use std::io::{BufRead, Write};
use std::time::Instant;

use alphabeta::{choose_successor, ValueSearch};
use anyhow::{anyhow, Result};
use engine::{GameState, Player};
use log::info;

/// Plays a game on the console between a human and the search.
pub struct GameLoop<R, W> {
    input: R,
    output: W,
}

impl<R: BufRead, W: Write> GameLoop<R, W> {
    pub fn new(input: R, output: W) -> Self {
        Self { input, output }
    }

    /// Plays from `start` until the game is over and returns the final position. When `human` is
    /// `None` the human is asked which player to control.
    pub fn play<S>(
        &mut self,
        start: S,
        search: &dyn ValueSearch<S>,
        human: Option<Player>,
    ) -> Result<S>
    where
        S: GameState,
    {
        let human = match human {
            Some(human) => human,
            None => self.ask_for_player()?,
        };

        let mut state = start;
        while !state.is_terminal() {
            writeln!(self.output, "BOARD")?;
            writeln!(self.output, "{}", state)?;

            state = if state.player_to_move() == human {
                writeln!(self.output, "Human's Turn")?;
                self.human_turn(&state)?
            } else {
                writeln!(self.output, "AI's Turn.  AI is thinking....")?;
                self.output.flush()?;
                Self::ai_turn(&state, search)?
            };
        }

        self.report(&state, human)?;

        Ok(state)
    }

    fn ask_for_player(&mut self) -> Result<Player> {
        writeln!(self.output, "Player 0 or 1?")?;

        loop {
            let line = self.read_line()?;
            let answer = line.trim();

            if let Some(player) = answer.parse().ok().and_then(Player::from_index) {
                return Ok(player);
            }

            writeln!(self.output, "{} is invalid response. Player 0 or 1?", answer)?;
        }
    }

    fn human_turn<S: GameState>(&mut self, state: &S) -> Result<S> {
        loop {
            writeln!(self.output, "{}", state.turn_instructions())?;

            let line = self.read_line()?;
            let action = match line.trim().parse::<S::Action>() {
                Ok(action) => action,
                Err(_) => {
                    writeln!(self.output, "Invalid move format.")?;
                    continue;
                }
            };

            if !state.is_legal_move(&action) {
                writeln!(self.output, "Invalid move given current board.")?;
                continue;
            }

            return Ok(state.take_action(&action)?);
        }
    }

    fn ai_turn<S: GameState>(state: &S, search: &dyn ValueSearch<S>) -> Result<S> {
        let search_start = Instant::now();

        let choice = choose_successor(state, search)?
            .ok_or_else(|| anyhow!("No successor to choose from:\n{}", state))?;

        info!(
            "Player {} chose successor {} with value {:.3} in {:.3}s",
            state.player_to_move(),
            choice.index,
            choice.value,
            search_start.elapsed().as_secs_f32()
        );

        Ok(choice.state)
    }

    fn report<S: GameState>(&mut self, state: &S, human: Player) -> Result<()> {
        let value = state.terminal_value()?;

        writeln!(self.output, "GAME OVER")?;
        writeln!(self.output, "{}", state)?;

        let human_value = if human.is_maximizing() { value } else { -value };
        let outcome = if human_value > 0.0 {
            "Human won."
        } else if human_value < 0.0 {
            "AI won."
        } else {
            "Game is a draw."
        };

        writeln!(self.output, "{}  Game value = {:.1}", outcome, value)?;
        self.output.flush()?;

        Ok(())
    }

    fn read_line(&mut self) -> Result<String> {
        self.output.flush()?;

        let mut line = String::new();
        if self.input.read_line(&mut line)? == 0 {
            return Err(anyhow!("Input closed before the game was over"));
        }

        Ok(line)
    }
}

********************

-- WHAT TO DO --
Search the entries above for the string "outcome", and report each line where it occurs.

-- SOLUTION TO THIS TASK --
        let outcome = if human_value > 0.0 {
        writeln!(self.output, "{}  Game value = {:.1}", outcome, value)?;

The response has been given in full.